Alexanders (Smyrnium olusatrum) is one of the easier umbellifers to learn. The leaves are glossy and dark green, divided into three broad leaflets per stem rather than the fine fern-like cuts of hemlock or cow parsley. The flowerheads are yellow-green, not white, and the smell of a crushed leaf is fresh and faintly aromatic, somewhere between celery and parsley.

The plant grows up to about a metre. Stems are smooth, hollow, and pale green, sometimes with a faint reddish flush near the base on older stalks. By June the flowers have given way to ridged black seed pods that ripen on the plant and stay there into autumn. Once you have seen a good colony of alexanders in flower in late April, you will recognise the yellow-green head at fifty paces for the rest of your life.

The usual umbellifer warning applies. Hemlock grows in similar ground, has white flowers, purple-blotched stems, and an unpleasant smell when crushed. Flowerhead colour is the first check: yellow-green is alexanders, white is not.

Where it grows

Alexanders was introduced to Britain by the Romans, almost certainly as a kitchen plant, and naturalised along the southern and eastern coasts. It is now common on coastal lanes from Cornwall up the east coast to Norfolk and Yorkshire, on the chalk verges of southern England, and in the corners of old churchyards and ruined gardens where Romans, monks, or both once grew it deliberately.
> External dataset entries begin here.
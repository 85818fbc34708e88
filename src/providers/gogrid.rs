//! GoGrid Provider
//!
//! In-process GoGrid server client. GoGrid has no notion of suspending with
//! memory state, so every stop is a plain power-off and the
//! `preserve_state` flag is ignored.

use crate::config::SeedNode;
use crate::domain::handle::encode_handle;
use crate::domain::node::{NodeMetadata, NodeStatus};
use crate::domain::ports::ComputeApi;
use crate::error::{Error, RejectionKind, Result};
use async_trait::async_trait;
use indexmap::IndexMap;
use serde::{Deserialize, Serialize};
use tokio::sync::RwLock;
use tracing::{debug, info};

pub const PROVIDER_ID: &str = "gogrid";

/// Configuration for the GoGrid client
#[derive(Debug, Clone)]
pub struct GoGridConfig {
    /// Datacenters in scope
    pub datacenters: Vec<String>,
    /// RAM size recorded for servers
    pub default_ram: String,
}

impl Default for GoGridConfig {
    fn default() -> Self {
        Self {
            datacenters: vec!["US-West-1".to_string()],
            default_ram: "1GB".to_string(),
        }
    }
}

/// GoGrid server state
#[derive(Debug, Clone, PartialEq, Eq, Hash, Serialize, Deserialize)]
#[serde(from = "String", into = "String")]
pub enum ServerState {
    On,
    Off,
    Starting,
    Saving,
    Restarting,
    Restoring,
    Unrecognized(String),
}

impl ServerState {
    pub fn as_str(&self) -> &str {
        match self {
            ServerState::On => "On",
            ServerState::Off => "Off",
            ServerState::Starting => "Starting",
            ServerState::Saving => "Saving",
            ServerState::Restarting => "Restarting",
            ServerState::Restoring => "Restoring",
            ServerState::Unrecognized(raw) => raw,
        }
    }

    pub fn to_node_status(&self) -> NodeStatus {
        match self {
            ServerState::On => NodeStatus::Running,
            ServerState::Off => NodeStatus::Suspended,
            ServerState::Starting
            | ServerState::Saving
            | ServerState::Restarting
            | ServerState::Restoring => NodeStatus::Pending,
            ServerState::Unrecognized(_) => NodeStatus::Unrecognized,
        }
    }
}

impl From<String> for ServerState {
    fn from(raw: String) -> Self {
        match raw.to_ascii_lowercase().as_str() {
            "on" => ServerState::On,
            "off" => ServerState::Off,
            "starting" => ServerState::Starting,
            "saving" => ServerState::Saving,
            "restarting" => ServerState::Restarting,
            "restoring" => ServerState::Restoring,
            _ => ServerState::Unrecognized(raw),
        }
    }
}

impl From<ServerState> for String {
    fn from(state: ServerState) -> Self {
        state.as_str().to_string()
    }
}

/// Server as returned by `grid/server/list`
#[derive(Debug, Clone, PartialEq, Eq, Serialize, Deserialize)]
#[serde(rename_all = "camelCase")]
pub struct GoGridServer {
    pub id: String,
    pub datacenter: String,
    pub name: String,
    pub state: ServerState,
    pub ip: Option<String>,
    pub ram: String,
    pub is_sandbox: bool,
}

/// Normalize a GoGrid server
pub fn server_to_node_metadata(server: &GoGridServer) -> NodeMetadata {
    NodeMetadata::new(
        encode_handle(&server.datacenter, &server.id),
        PROVIDER_ID,
        server.state.to_node_status(),
    )
    .with_name(server.name.as_str())
    .with_location(server.datacenter.as_str())
    .with_addresses(server.ip.iter().cloned())
    .with_backend(server)
}

type ServerKey = (String, String);

/// GoGrid server client
pub struct GoGridClient {
    config: GoGridConfig,
    servers: RwLock<IndexMap<ServerKey, GoGridServer>>,
}

impl GoGridClient {
    pub fn new(config: GoGridConfig) -> Self {
        Self {
            config,
            servers: RwLock::new(IndexMap::new()),
        }
    }

    /// Register a server from configuration
    pub async fn seed(&self, node: &SeedNode) -> Result<()> {
        self.ensure_datacenter(&node.region, "seed")?;

        let server = GoGridServer {
            id: node.id.clone(),
            datacenter: node.region.clone(),
            name: node.name.clone().unwrap_or_else(|| node.id.clone()),
            state: ServerState::from(node.state.clone()),
            ip: node.addresses.first().cloned(),
            ram: self.config.default_ram.clone(),
            is_sandbox: false,
        };

        self.servers
            .write()
            .await
            .insert((node.region.clone(), node.id.clone()), server);
        Ok(())
    }

    fn ensure_datacenter(&self, datacenter: &str, operation: &str) -> Result<()> {
        if self.config.datacenters.iter().any(|d| d == datacenter) {
            Ok(())
        } else {
            Err(Error::rejected(
                PROVIDER_ID,
                operation,
                RejectionKind::NotFound,
                format!("datacenter {} is not in scope", datacenter),
            ))
        }
    }

    /// `grid/server/power` with the given option
    async fn power(&self, datacenter: &str, id: &str, power: &str) -> Result<()> {
        let operation = format!("power_{}", power);
        self.ensure_datacenter(datacenter, &operation)?;

        let mut servers = self.servers.write().await;
        let server = servers
            .get_mut(&(datacenter.to_string(), id.to_string()))
            .ok_or_else(|| {
                Error::rejected(
                    PROVIDER_ID,
                    operation.as_str(),
                    RejectionKind::NotFound,
                    format!("server {} does not exist", id),
                )
            })?;

        let next = match (power, &server.state) {
            ("stop", ServerState::On) => ServerState::Off,
            ("start", ServerState::Off) => ServerState::On,
            ("restart", ServerState::On) => ServerState::On,
            _ => {
                return Err(Error::rejected(
                    PROVIDER_ID,
                    operation.as_str(),
                    RejectionKind::InvalidState,
                    format!("cannot {} server {} while {}", power, id, server.state.as_str()),
                ))
            }
        };

        server.state = next;
        info!("GoGrid server {} powered {}: now {}", id, power, server.state.as_str());
        Ok(())
    }
}

#[async_trait]
impl ComputeApi for GoGridClient {
    type Record = GoGridServer;

    fn provider_id(&self) -> &str {
        PROVIDER_ID
    }

    fn regions(&self) -> Vec<String> {
        self.config.datacenters.clone()
    }

    async fn list_instances(&self, region: &str) -> Result<Vec<GoGridServer>> {
        self.ensure_datacenter(region, "server_list")?;

        let servers = self.servers.read().await;
        Ok(servers
            .values()
            .filter(|s| s.datacenter == region)
            .cloned()
            .collect())
    }

    async fn describe_instance(&self, region: &str, id: &str) -> Result<Option<GoGridServer>> {
        self.ensure_datacenter(region, "server_get")?;

        let servers = self.servers.read().await;
        Ok(servers.get(&(region.to_string(), id.to_string())).cloned())
    }

    async fn stop_instance(&self, region: &str, id: &str, preserve_state: bool) -> Result<()> {
        if preserve_state {
            debug!("GoGrid cannot preserve state, powering off {}", id);
        }
        self.power(region, id, "stop").await
    }

    async fn start_instance(&self, region: &str, id: &str) -> Result<()> {
        self.power(region, id, "start").await
    }

    async fn reboot_instance(&self, region: &str, id: &str) -> Result<()> {
        self.power(region, id, "restart").await
    }

    async fn terminate_instance(&self, region: &str, id: &str) -> Result<()> {
        self.ensure_datacenter(region, "server_delete")?;

        let mut servers = self.servers.write().await;
        match servers.shift_remove(&(region.to_string(), id.to_string())) {
            Some(server) => {
                info!("GoGrid server {} ({}) deleted", server.id, server.name);
                Ok(())
            }
            None => Err(Error::rejected(
                PROVIDER_ID,
                "server_delete",
                RejectionKind::NotFound,
                format!("server {} does not exist", id),
            )),
        }
    }
}

#[cfg(test)]
mod tests {
    use super::*;
    use crate::compute::ComputeService;
    use crate::domain::ports::{NodeLifecycleStrategy, SuspendOptions};
    use crate::domain::predicate::NodePredicate;
    use assert_matches::assert_matches;
    use std::sync::Arc;

    async fn client() -> Arc<GoGridClient> {
        let client = GoGridClient::new(GoGridConfig {
            datacenters: vec!["US-West-1".into(), "US-East-1".into()],
            ..Default::default()
        });
        for (dc, id, state) in [
            ("US-West-1", "101", "On"),
            ("US-West-1", "102", "Off"),
            ("US-East-1", "201", "On"),
            ("US-West-1", "103", "Migrating"),
        ] {
            client
                .seed(&SeedNode {
                    region: dc.into(),
                    id: id.into(),
                    name: Some(format!("srv-{}", id)),
                    state: state.into(),
                    addresses: vec![format!("173.204.0.{}", &id[1..])],
                })
                .await
                .unwrap();
        }
        Arc::new(client)
    }

    #[test]
    fn test_state_mapping() {
        assert_eq!(ServerState::from("On".to_string()).to_node_status(), NodeStatus::Running);
        assert_eq!(ServerState::from("Off".to_string()).to_node_status(), NodeStatus::Suspended);
        assert_eq!(ServerState::from("Saving".to_string()).to_node_status(), NodeStatus::Pending);
        assert_eq!(
            ServerState::from("Migrating".to_string()),
            ServerState::Unrecognized("Migrating".into())
        );
        assert_eq!(
            ServerState::from("Migrating".to_string()).to_node_status(),
            NodeStatus::Unrecognized
        );
    }

    #[tokio::test]
    async fn test_list_nodes_strategy() {
        let compute = ComputeService::new(
            client().await,
            server_to_node_metadata,
            SuspendOptions::default(),
        );

        let all = compute.list_nodes().await.unwrap();
        let ids: Vec<_> = all.iter().map(|n| n.id.as_str()).collect();
        assert_eq!(ids, vec!["US-West-1/101", "US-West-1/102", "US-West-1/103", "US-East-1/201"]);
        assert_eq!(all[2].status, NodeStatus::Unrecognized);
        assert_eq!(all[0].name.as_deref(), Some("srv-101"));

        let west = NodePredicate::running().and(NodePredicate::in_location("US-West-1"));
        let running_west = compute.list_nodes_matching(&west).await.unwrap();
        assert_eq!(running_west.len(), 1);
        assert_eq!(running_west[0].id, "US-West-1/101");
    }

    #[tokio::test]
    async fn test_suspend_falls_back_to_power_off() {
        let compute = ComputeService::new(
            client().await,
            server_to_node_metadata,
            SuspendOptions::default(),
        );

        let node = compute.suspend_node("US-West-1/101").await.unwrap();
        assert_eq!(node.status, NodeStatus::Suspended);

        assert_matches!(
            compute.suspend_node("US-West-1/101").await,
            Err(Error::ProviderRejected {
                kind: RejectionKind::InvalidState,
                ..
            })
        );
    }

    #[tokio::test]
    async fn test_destroy_removes_server() {
        let client = client().await;
        client.terminate_instance("US-West-1", "102").await.unwrap();
        assert!(client.describe_instance("US-West-1", "102").await.unwrap().is_none());
        assert_matches!(
            client.terminate_instance("US-West-1", "102").await,
            Err(Error::ProviderRejected {
                kind: RejectionKind::NotFound,
                ..
            })
        );
    }
}
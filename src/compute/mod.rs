//! Compute Module
//!
//! Lifecycle strategies, the per-profile compute service that composes
//! them, and the explicit profile registry.

pub mod registry;
pub mod service;
pub mod strategy;

#[cfg(test)]
pub(crate) mod stub;

pub use registry::*;
pub use service::*;
pub use strategy::*;
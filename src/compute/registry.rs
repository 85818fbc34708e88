//! Profile Registry
//!
//! Explicit name → strategy table built once from configuration and shared
//! by the API layer. There is no ambient global lookup.

use crate::config::ComputeConfig;
use crate::domain::ports::NodeLifecycleStrategyRef;
use crate::error::{Error, Result};
use crate::providers::{ProviderFactory, ProviderKind};
use std::collections::BTreeMap;
use std::fmt;
use tracing::info;

/// One registered profile
#[derive(Clone)]
pub struct RegisteredProfile {
    pub name: String,
    pub provider: ProviderKind,
    pub strategy: NodeLifecycleStrategyRef,
}

impl fmt::Debug for RegisteredProfile {
    fn fmt(&self, f: &mut fmt::Formatter<'_>) -> fmt::Result {
        f.debug_struct("RegisteredProfile")
            .field("name", &self.name)
            .field("provider", &self.provider)
            .finish_non_exhaustive()
    }
}

/// Profiles by name
#[derive(Clone, Default)]
pub struct ProfileRegistry {
    profiles: BTreeMap<String, RegisteredProfile>,
}

impl ProfileRegistry {
    pub fn new() -> Self {
        Self::default()
    }

    /// Build a strategy for every configured profile
    pub async fn from_config(config: &ComputeConfig) -> Result<Self> {
        config.validate()?;

        let mut registry = Self::new();
        for profile in &config.profiles {
            let strategy = ProviderFactory::create(profile).await?;
            registry.insert(profile.name.clone(), profile.provider, strategy)?;
        }

        info!("Profile registry ready with {} profile(s)", registry.len());
        Ok(registry)
    }

    /// Register a strategy under a new name
    pub fn insert(
        &mut self,
        name: impl Into<String>,
        provider: ProviderKind,
        strategy: NodeLifecycleStrategyRef,
    ) -> Result<()> {
        let name = name.into();
        if self.profiles.contains_key(&name) {
            return Err(Error::Configuration(format!(
                "profile {} is already registered",
                name
            )));
        }

        self.profiles.insert(
            name.clone(),
            RegisteredProfile {
                name,
                provider,
                strategy,
            },
        );
        Ok(())
    }

    pub fn get(&self, name: &str) -> Result<&RegisteredProfile> {
        self.profiles
            .get(name)
            .ok_or_else(|| Error::UnknownProfile(name.to_string()))
    }

    /// Strategy of a profile
    pub fn strategy(&self, name: &str) -> Result<NodeLifecycleStrategyRef> {
        self.get(name).map(|p| p.strategy.clone())
    }

    pub fn names(&self) -> impl Iterator<Item = &str> {
        self.profiles.keys().map(|k| k.as_str())
    }

    pub fn profiles(&self) -> impl Iterator<Item = &RegisteredProfile> {
        self.profiles.values()
    }

    pub fn len(&self) -> usize {
        self.profiles.len()
    }

    pub fn is_empty(&self) -> bool {
        self.profiles.is_empty()
    }
}
//! Get Node Metadata Strategy

use crate::domain::handle::decode_handle;
use crate::domain::node::NodeMetadata;
use crate::domain::ports::{ComputeApi, GetNodeMetadataStrategy, NodeNormalizer};
use crate::error::Result;
use async_trait::async_trait;
use std::sync::Arc;
use tracing::debug;

/// Reads one node through the provider's describe call
pub struct GetNodeMetadata<A: ComputeApi> {
    api: Arc<A>,
    normalizer: Arc<dyn NodeNormalizer<A::Record>>,
}

impl<A: ComputeApi> GetNodeMetadata<A> {
    pub fn new(api: Arc<A>, normalizer: Arc<dyn NodeNormalizer<A::Record>>) -> Self {
        Self { api, normalizer }
    }
}

#[async_trait]
impl<A: ComputeApi + 'static> GetNodeMetadataStrategy for GetNodeMetadata<A> {
    async fn get_node(&self, id: &str) -> Result<Option<NodeMetadata>> {
        let handle = decode_handle(id)?;
        debug!(provider = self.api.provider_id(), %handle, "describing instance");

        let record = self
            .api
            .describe_instance(handle.region(), handle.local_id())
            .await?;

        Ok(record.map(|r| self.normalizer.to_node_metadata(&r)))
    }
}

#[cfg(test)]
mod tests {
    use super::*;
    use crate::compute::stub::{stub_normalizer, Call, StubApi};
    use crate::domain::node::NodeStatus;
    use crate::error::Error;
    use assert_matches::assert_matches;

    #[tokio::test]
    async fn test_get_existing_node() {
        let api = Arc::new(StubApi::new(&["us-east-1"]).with_node("us-east-1", "i-1", "running"));
        let get = GetNodeMetadata::new(api.clone(), stub_normalizer());

        let node = get.get_node("us-east-1/i-1").await.unwrap().unwrap();
        assert_eq!(node.status, NodeStatus::Running);
        assert_eq!(node.location.as_deref(), Some("us-east-1"));
        assert_eq!(
            api.calls(),
            vec![Call::Describe("us-east-1".into(), "i-1".into())]
        );
    }

    #[tokio::test]
    async fn test_missing_node_is_none() {
        let api = Arc::new(StubApi::new(&["us-east-1"]));
        let get = GetNodeMetadata::new(api, stub_normalizer());

        assert!(get.get_node("us-east-1/i-404").await.unwrap().is_none());
    }

    #[tokio::test]
    async fn test_malformed_handle_never_reaches_provider() {
        let api = Arc::new(StubApi::new(&["us-east-1"]).with_node("us-east-1", "i-1", "running"));
        let get = GetNodeMetadata::new(api.clone(), stub_normalizer());

        assert_matches!(get.get_node("i-1").await, Err(Error::MalformedHandle { .. }));
        assert!(api.calls().is_empty());
    }
}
The habitat tells you something. It prefers light, well-drained soil, often a little salty, and tolerates the wind off the sea better than most umbellifers. On the chalk it follows the field edges and the unploughed margins. In a Norfolk lane in late April, alexanders is the dominant plant at car-window height, replacing the cow parsley that takes over by mid-May.

In the Lenten kitchen

For most of its working life in Britain, alexanders was a pot-herb of the lean months. By the end of Lent the winter stores were running low, the new garden vegetables had not yet come in, and what was up in the hedgerows was nettle, alexanders, wild garlic, and the first of the cow parsley. Smallholders gathered the young alexanders shoots and lower leaves and dropped them into the pot with whatever else the kitchen had – salt pork, a small piece of bacon, beans from the autumn, a knob of fresh goat cheese stirred in at the end.

The bitter-and-soft pairing was the structural principle. Pot-herbs gathered from hedges and verges in a Lenten diet needed something soft and fatty to balance the sharp aromatic edge of the greens, and fresh goat cheese was what crofters and smallholders had to hand. The same logic shows up in Italian and Greek cooking with bitter spring greens and ricotta, in northern French cooking with sorrel and crème fraîche, in early English recipes with hedge greens and curd cheese. The pairing is older than any of the kitchen books that record it.

Jane Grigson’s record

Jane Grigson, in her Vegetable Book of 1978, records the goat cheese pairing alongside young forced rhubarb in a Lenten note that is one of the clearest English accounts of the dish. Grigson is documenting a habit, not inventing one. The pairing was already there in the practical kitchen long before the recipe got written down.

What Grigson did for alexanders, more than recording the recipe, was put the plant back in front of cooks. Her Vegetable Book is the one twentieth-century reference that takes the hedgerow plants seriously as food rather than as botanical curiosities. The Penguin paperback edition is still findable second-hand and worth a shelf place if your kitchen runs anywhere close to the verge.

How to use it now

Three preparations cover most of what the plant is good for.

Young shoots and lower leaves, finely chopped and folded into a potato or root vegetable mash before frying. The scones recipe in The May Eve issue is the standing example, and the same dough takes well to whatever sharp green is on the verge that week.

The stems, peeled and blanched briefly in salted water, dressed with butter and a squeeze of lemon, and eaten as a starter or a side. Older books call it the country asparagus and the description is fair.

A few young leaves chopped through a soft cheese (goat’s curd, ricotta, or a young fresh cheddar) with black pepper and lemon zest, spread on toast for breakfast.

The window is short. By the time the flowerheads are fully out the stems have toughened and the leaves have coarsened; gather in the first three weeks of April and into the first days of May, and let the rest of the colony set seed for next year.